There are significant advantages in using the Internet, known as Voice Over Internet Protocol (VOIP), in place of conventional phone switches. The Montreal Selg Network Support Company is a certified reseller and service provider for INTER-TEL Mitel and CISCO IP phone systems. By using SELG for your IP telephony needs one call can support all your IT needs.

Benefits of Voice Over IP Phones:

    Directs Voice traffic over current High Speed Internet pipeline
        Lowers traditional phone line costs
        Improves telecommuting opportunities for your staff
        Improves communications with remote locations or branch operations
    Consolidates all forms of communication to one In-Box
    Allows for maximum utilization of Microsoft Office Products
    Reduces the number of service providers necessary
    100% Scaleable
    More technology advantages at lower costs than traditional phone systems
        Virtual extenssions dialing
        Conferencing, voice and video
        Security monitoring

SELG has created evolutionary solutions for data networks in anticipation of the dynamic trends and business advantages of integrating voice onto data networks. SELG’s strategy is to provide high quality equipment and services with cost saving implementations that enable networks either to be upgraded using the installed base or architected to start simple and grow fast in cost-effective steps while accommodating new technologies or standards.

 Background Up to this point in time, two distinct communications networks have existed, one for voice and the other for data. The Public Switched Telephone Network (PSTN) evolved from an analog base so that today information is transported on both digital and analog signals. On data networks, information is transported on all digital signals.

The PSTN was built to handle voice traffic which can be characterized as continuous traffic of short duration. Therefore, a dedicated physical connection is established between the origination and the destination until the end of the call, i.e., a signal is sent to the network indicating an end to the conversation or transmission of information is complete. This dedicated end-to-end communication path, which uses a lot of equipment resources, cannot be reused for another purpose until the end of the call. Despite the fact conversations have many pauses with periods of silence, the equipment is still tied up. This results in less efficient use of network facilities, which adds expense. Furthermore, the analog nature of the PSTN requires conversion equipment for digital data to be transported — thus adding more cost to the equation.

In a data network, the terminal produces output in digital format so there is no transformation required for transmission. In contrast with voice information, data transmission tends to be bursty rather than continuous. Data protocols only send when data is present. This allows signals to be statistically multiplexed over the network facilities making more efficient use of the resources.


 The Appeal for Voice and Data integration over the Data Network   Today, market, technology and regulatory factors are converging to make the integration of voice over data networks economically attractive.

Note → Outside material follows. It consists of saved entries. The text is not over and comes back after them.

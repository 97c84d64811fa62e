use crate::input;
use glam::{UVec2, Vec2};
use wasm_bindgen::JsCast;
use web_sys as web;

#[inline]
pub fn window_document() -> Option<web::Document> {
    web::window().and_then(|w| w.document())
}

pub fn canvas_by_id(id: &str) -> anyhow::Result<web::HtmlCanvasElement> {
    let document = window_document().ok_or_else(|| anyhow::anyhow!("no document"))?;
    document
        .get_element_by_id(id)
        .ok_or_else(|| anyhow::anyhow!("missing #{id}"))?
        .dyn_into::<web::HtmlCanvasElement>()
        .map_err(|e| anyhow::anyhow!("#{id} is not a canvas: {:?}", e))
}

/// Match the canvas backing store to its CSS size times devicePixelRatio.
/// Returns the new backing size.
pub fn sync_canvas_backing_size(canvas: &web::HtmlCanvasElement) -> UVec2 {
    if let Some(w) = web::window() {
        let rect = canvas.get_bounding_client_rect();
        let size = input::backing_size(
            Vec2::new(rect.width() as f32, rect.height() as f32),
            w.device_pixel_ratio(),
        );
        if canvas.width() != size.x {
            canvas.set_width(size.x);
        }
        if canvas.height() != size.y {
            canvas.set_height(size.y);
        }
    }
    input::canvas_size(canvas)
}
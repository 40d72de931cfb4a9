//! Background writers for the editor's artifacts.
//!
//! [`RetrySaver`] runs at most one write at a time. Requests that arrive while
//! a write is in flight collapse into a single follow-up write, so the last
//! state always reaches storage. [`DebouncedSaver`] sits in front of it and
//! turns a burst of change notifications into one request.

use super::{PersistenceError, PersistenceResult};
use parking_lot::Mutex;
use std::io;
use std::sync::Arc;
use std::time::Duration;
use tokio::runtime::Handle;
use tokio::sync::{mpsc, watch};
use tokio::task::JoinHandle;
use tracing::{debug, error, trace, warn};

/// Serializes current state and writes it out.
pub type SaveTask = Arc<dyn Fn() -> PersistenceResult<()> + Send + Sync>;

#[derive(Debug, Default)]
struct SaveState {
    saving: bool,
    pending: bool,
}

struct RetryInner {
    name: String,
    task: SaveTask,
    max_attempts: u32,
    retry_delay: Duration,
    state: Mutex<SaveState>,
    busy: watch::Sender<bool>,
}

#[derive(Clone)]
pub struct RetrySaver {
    inner: Arc<RetryInner>,
}

impl RetrySaver {
    /// `max_attempts` below one is treated as one.
    pub fn new(
        name: impl Into<String>,
        task: SaveTask,
        max_attempts: u32,
        retry_delay: Duration,
    ) -> Self {
        let (busy, _) = watch::channel(false);
        Self {
            inner: Arc::new(RetryInner {
                name: name.into(),
                task,
                max_attempts: max_attempts.max(1),
                retry_delay,
                state: Mutex::new(SaveState::default()),
                busy,
            }),
        }
    }

    pub fn name(&self) -> &str {
        &self.inner.name
    }

    /// Schedules a write. Returns `false` when a write is already running and
    /// this request was folded into its follow-up.
    ///
    /// Inside a tokio runtime the write runs in the background. Outside one it
    /// runs on the calling thread through [`RetrySaver::save_blocking`].
    pub fn request(&self) -> bool {
        let Ok(runtime) = Handle::try_current() else {
            debug!(saver = %self.inner.name, "no runtime, saving on the calling thread");
            // save_blocking logs its own failure.
            let _ = self.save_blocking();
            return true;
        };

        {
            let mut state = self.inner.state.lock();
            if state.saving {
                state.pending = true;
                trace!(saver = %self.inner.name, "save in flight, marked pending");
                return false;
            }
            state.saving = true;
            self.inner.busy.send_replace(true);
        }

        let inner = Arc::clone(&self.inner);
        runtime.spawn(async move {
            loop {
                inner.write_with_retries().await;
                let again = {
                    let mut state = inner.state.lock();
                    if state.pending {
                        state.pending = false;
                        true
                    } else {
                        state.saving = false;
                        inner.busy.send_replace(false);
                        false
                    }
                };
                if !again {
                    break;
                }
                debug!(saver = %inner.name, "running coalesced follow-up save");
            }
        });
        true
    }

    pub fn is_saving(&self) -> bool {
        self.inner.state.lock().saving
    }

    /// Waits until no write is running or pending.
    pub async fn flush(&self) {
        let mut busy = self.inner.busy.subscribe();
        // The sender lives in `inner`, which we hold, so this cannot fail.
        let _ = busy.wait_for(|busy| !*busy).await;
    }

    /// One write on the calling thread, retried without delay.
    pub fn save_blocking(&self) -> PersistenceResult<()> {
        let mut attempt = 1;
        loop {
            match (self.inner.task)() {
                Ok(()) => {
                    debug!(saver = %self.inner.name, attempt, "blocking save done");
                    return Ok(());
                }
                Err(err) if attempt < self.inner.max_attempts => {
                    warn!(saver = %self.inner.name, attempt, error = %err, "blocking save failed, retrying");
                    attempt += 1;
                }
                Err(err) => {
                    error!(saver = %self.inner.name, attempt, error = %err, "blocking save gave up");
                    return Err(err);
                }
            }
        }
    }
}

impl RetryInner {
    /// Runs the task on the blocking pool; file writes must not stall a worker.
    async fn write_once(&self) -> PersistenceResult<()> {
        let task = Arc::clone(&self.task);
        match tokio::task::spawn_blocking(move || task()).await {
            Ok(result) => result,
            Err(err) => Err(PersistenceError::Io(io::Error::other(err))),
        }
    }

    async fn write_with_retries(&self) -> bool {
        for attempt in 1..=self.max_attempts {
            match self.write_once().await {
                Ok(()) => {
                    debug!(saver = %self.name, attempt, "saved");
                    return true;
                }
                Err(err) => {
                    warn!(saver = %self.name, attempt, max = self.max_attempts, error = %err, "save failed");
                    if attempt < self.max_attempts {
                        tokio::time::sleep(self.retry_delay).await;
                    }
                }
            }
        }
        error!(
            saver = %self.name,
            attempts = self.max_attempts,
            "save retries exhausted, keeping in-memory state"
        );
        false
    }
}

/// Trailing-edge debounce in front of a [`RetrySaver`]. Each notification
/// restarts the quiet window; when it elapses one save is requested.
pub struct DebouncedSaver {
    notify: mpsc::UnboundedSender<()>,
    handle: JoinHandle<()>,
}

impl DebouncedSaver {
    /// Must be called from within a tokio runtime.
    pub fn new(saver: RetrySaver, window: Duration) -> Self {
        let (notify, mut changes) = mpsc::unbounded_channel::<()>();
        let handle = tokio::spawn(async move {
            while changes.recv().await.is_some() {
                let mut coalesced = 1u32;
                loop {
                    tokio::select! {
                        change = changes.recv() => match change {
                            Some(()) => coalesced += 1,
                            None => {
                                saver.request();
                                return;
                            }
                        },
                        _ = tokio::time::sleep(window) => break,
                    }
                }
                trace!(saver = %saver.name(), coalesced, "debounce window elapsed");
                saver.request();
            }
        });
        Self { notify, handle }
    }

    pub fn notify(&self) {
        if self.notify.send(()).is_err() {
            warn!("debounced saver already stopped");
        }
    }

    /// Drops any notification still inside the window.
    pub fn cancel(&self) {
        self.handle.abort();
    }
}

impl Drop for DebouncedSaver {
    fn drop(&mut self) {
        self.handle.abort();
    }
}
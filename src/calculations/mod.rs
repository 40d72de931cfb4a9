pub mod materializer;
pub mod resolver;

pub use materializer::Materializer;
pub use resolver::{Resolution, TimeGroupResolver, TimeGroupVisit, UnresolvedReason};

The emergence of voice compression technology and standards for providing voice over Frame Relay, ATM and IP networks make it possible to provide quality voice services over a data network. A key market inducement for service integration is the need for businesses to reduce costs in order to compete in today’s global marketplace. Finally, the emergence of new carriers combined with the regulated cost structure of the global telecommunications network makes economic bypass possible.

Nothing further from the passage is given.